Sympathetic stimulation of ischemic myocardium: role of plasma free fatty acids and potassium.

beta-Adrenergic catecholamine discharge can be linked to local and systemic metabolic abnormalities that in turn could predispose to metabolic deterioration and arrhythmia formation in the context of myocardial ischemia. beta-Receptor stimulation mobilizes free fatty acids (FFAs) and decreases blood potassium. High fatty acids greatly enhanced the release of enzyme from the coronary-ligated isolated working rat heart. The combination of high circulating FFA (0.9 mM bound to albumin 0.25 mM) and low potassium (K+ = 3.0 mM) was particularly disadvantageous for the efficiency of myocardial contraction. Catecholamine stimulation can be linked to serious ventricular arrhythmias in the ischemic myocardium by a combination of altered circulating metabolites and particularly by hypokalemia.
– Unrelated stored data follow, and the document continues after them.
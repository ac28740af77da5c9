#![deny(unsafe_code)]

//! A simulated camera driver.
//!
//! Owns one device with a connection switch, an exposure control, a
//! read-only info property and an image BLOB. An "exposure" sleeps
//! for the requested duration and then emits a synthetic frame, which
//! is enough to exercise every part of the runtime from a real INDI
//! server or from `indiserver`-less piping on the command line.

use async_trait::async_trait;
use clap::{Arg, ArgAction, Command};
use indi_driver::types::property::{
    Blob, BlobVector, Number, NumberVector, Permission, PropertyState,
    Switch, SwitchRule, SwitchState, SwitchVector, Text, TextVector,
};
use indi_driver::{config, Driver, Options, Result, Runtime};
use std::sync::Arc;
use tokio::sync::Mutex;
use tracing::{info, warn};

struct Simulator {
    device: String,
    connection: Arc<Mutex<SwitchVector>>,
    exposure: Arc<Mutex<NumberVector>>,
    info: Arc<Mutex<TextVector>>,
    image: Arc<Mutex<BlobVector>>,
}

impl Simulator {
    const WIDTH: usize = 64;
    const HEIGHT: usize = 64;

    fn new(device: &str) -> Simulator {
        let device = String::from(device);

        Simulator {
            connection: Arc::new(Mutex::new(SwitchVector {
                device: device.clone(),
                name: String::from("CONNECTION"),
                label: String::from("Connection"),
                group: String::from("Main Control"),
                perm: Permission::ReadWrite,
                rule: SwitchRule::OneOfMany,
                timeout: 60.0,
                state: PropertyState::Idle,
                switches: vec![
                    Switch::new("CONNECT", "Connect", SwitchState::Off),
                    Switch::new("DISCONNECT", "Disconnect", SwitchState::On),
                ],
            })),
            exposure: Arc::new(Mutex::new(NumberVector {
                device: device.clone(),
                name: String::from("CCD_EXPOSURE"),
                label: String::from("Expose"),
                group: String::from("Main Control"),
                perm: Permission::ReadWrite,
                timeout: 60.0,
                state: PropertyState::Idle,
                numbers: vec![Number::new(
                    "CCD_EXPOSURE_VALUE",
                    "Duration (s)",
                    "%5.2f",
                    0.0,
                    10.0,
                    0.1,
                    1.0,
                )],
            })),
            info: Arc::new(Mutex::new(TextVector {
                device: device.clone(),
                name: String::from("DRIVER_INFO"),
                label: String::from("Driver info"),
                group: String::from("General Info"),
                perm: Permission::ReadOnly,
                timeout: 0.0,
                state: PropertyState::Idle,
                texts: vec![
                    Text::new("DRIVER_NAME", "Name", "Simulated Camera"),
                    Text::new(
                        "DRIVER_VERSION",
                        "Version",
                        env!("CARGO_PKG_VERSION"),
                    ),
                ],
            })),
            image: Arc::new(Mutex::new(BlobVector {
                device: device.clone(),
                name: String::from("CCD1"),
                label: String::from("Image data"),
                group: String::from("Image Info"),
                perm: Permission::ReadOnly,
                timeout: 60.0,
                state: PropertyState::Idle,
                blobs: vec![Blob::new("CCD1", "Image")],
            })),
            device,
        }
    }

    async fn connected(&self) -> bool {
        self.connection
            .lock()
            .await
            .find("CONNECT")
            .map(|s| s.state == SwitchState::On)
            .unwrap_or(false)
    }

    // Restores whatever the user saved last time. Values arrive
    // through the same validation as a live client's would.

    async fn restore_settings(&self, rt: &Runtime) -> Result<()> {
        if let Some(v) = config::get_config_number(
            None,
            &self.device,
            "CCD_EXPOSURE",
            "CCD_EXPOSURE_VALUE",
        ) {
            rt.apply_numbers(
                &self.exposure,
                &[(String::from("CCD_EXPOSURE_VALUE"), v)],
            )
            .await?;
            rt.set_number(&self.exposure, None).await?;
        }
        Ok(())
    }

    async fn save_settings(&self, rt: &Runtime) -> Result<()> {
        let exposure = self.exposure.lock().await;

        rt.save_config(None, &self.device, false, |w| {
            w.save_numbers(&exposure)
        })
        .await
    }

    // A fake frame: a diagonal gradient.

    fn synthesize_frame() -> Vec<u8> {
        let mut frame = Vec::with_capacity(Self::WIDTH * Self::HEIGHT);

        for y in 0..Self::HEIGHT {
            for x in 0..Self::WIDTH {
                frame.push(((x + y) % 256) as u8)
            }
        }
        frame
    }

    async fn expose(&self, rt: &Runtime, seconds: f64) -> Result<()> {
        {
            let mut v = self.exposure.lock().await;

            v.state = PropertyState::Busy;
        }
        rt.set_number(&self.exposure, None).await?;

        tokio::time::sleep(tokio::time::Duration::from_secs_f64(seconds))
            .await;

        {
            let mut v = self.image.lock().await;
            let frame = Self::synthesize_frame();

            if let Some(b) = v.find_mut("CCD1") {
                b.size = frame.len() as i64;
                b.bloblen = frame.len() as i64;
                b.format = String::from(".bin");
                b.data = frame;
            }
            v.state = PropertyState::Ok;
        }

        {
            let mut v = self.exposure.lock().await;

            v.state = PropertyState::Ok;
        }
        rt.set_number(&self.exposure, Some("Exposure complete")).await?;
        rt.set_blob(&self.image, None).await
    }
}

#[async_trait]
impl Driver for Simulator {
    async fn get_properties(
        &self,
        rt: &Runtime,
        device: Option<&str>,
    ) -> Result<()> {
        if let Some(device) = device {
            if device != self.device {
                return Ok(());
            }
        }

        rt.def_switch(&self.connection, None).await?;
        rt.def_text(&self.info, None).await?;
        rt.def_number(&self.exposure, None).await?;
        rt.def_blob(&self.image, None).await
    }

    async fn new_switch(
        &self,
        rt: &Runtime,
        device: &str,
        name: &str,
        states: Vec<(String, SwitchState)>,
    ) -> Result<()> {
        if device != self.device || name != "CONNECTION" {
            return Ok(());
        }

        rt.apply_switches(&self.connection, &states).await?;

        let connecting = self.connected().await;

        {
            let mut v = self.connection.lock().await;

            v.state = PropertyState::Ok;
        }

        if connecting {
            info!("client connected");
            rt.set_switch(&self.connection, Some("Simulator connected"))
                .await?;
            self.restore_settings(rt).await
        } else {
            info!("client disconnected");

            if let Err(e) = self.save_settings(rt).await {
                warn!("couldn't save settings -- {}", e)
            }
            rt.set_switch(&self.connection, Some("Simulator disconnected"))
                .await
        }
    }

    async fn new_number(
        &self,
        rt: &Runtime,
        device: &str,
        name: &str,
        values: Vec<(String, f64)>,
    ) -> Result<()> {
        if device != self.device || name != "CCD_EXPOSURE" {
            return Ok(());
        }

        if !self.connected().await {
            return rt
                .message(Some(device), "Connect before exposing")
                .await;
        }

        rt.apply_numbers(&self.exposure, &values).await?;

        let seconds = self
            .exposure
            .lock()
            .await
            .find("CCD_EXPOSURE_VALUE")
            .map(|n| n.value)
            .unwrap_or(0.0);

        self.expose(rt, seconds).await
    }
}

#[tokio::main]
async fn main() {
    let matches = Command::new("indi-drv-sim")
        .version(clap::crate_version!())
        .about("Simulated-camera INDI driver")
        .arg(
            Arg::new("device")
                .long("device")
                .value_name("NAME")
                .default_value("CCD Simulator")
                .help("Device name to expose"),
        )
        .arg(
            Arg::new("verbose")
                .long("verbose")
                .action(ArgAction::SetTrue)
                .help("Echo every inbound element to the log"),
        )
        .get_matches();

    // Logs must go to stderr; stdout belongs to the protocol.

    let subscriber = tracing_subscriber::fmt()
        .with_writer(std::io::stderr)
        .with_target(false)
        .finish();

    tracing::subscriber::set_global_default(subscriber)
        .expect("Unable to set global default subscriber");

    let device = matches
        .get_one::<String>("device")
        .cloned()
        .unwrap_or_else(|| String::from("CCD Simulator"));
    let options = Options {
        name: String::from("indi-drv-sim"),
        verbose: matches.get_flag("verbose"),
    };

    let driver = Arc::new(Simulator::new(&device));

    info!("starting driver for {}", &device);

    if let Err(e) = indi_driver::run(driver, options).await {
        eprintln!("ERROR: {e:?}")
    }
}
Decreasing circulating K+ from 5.9 to 3.0 mM increases the duration of tachyarrhythmias in the isolated coronary-ligated working rat heart from 0.1 +/- 0.1 to 1.8 +/- 0.7 s/min (p less than 0.025) in fatty acid perfused hearts and from 0.07 +/- 0.05 to 1.6 +/- 0.05 s/min (p less than 0.005) in hearts perfused with both glucose and fatty acid. Therefore, the systemic consequence of catecholamine stimulation had the following effects on the ischemic myocardium (coronary artery ligation in isolated rat heart): (a) FFAs increased enzyme release and decreased efficiency of work ("oxygen wastage") but were not arrhythmogenic while (b) hypokalemia greatly enhanced arrhythmia development and decreased mechanical efficiency of work. Further efforts should be made to study the effects of low plasma potassium and high plasma FFA on the myocardium in patients in the early phases of acute myocardial infarction.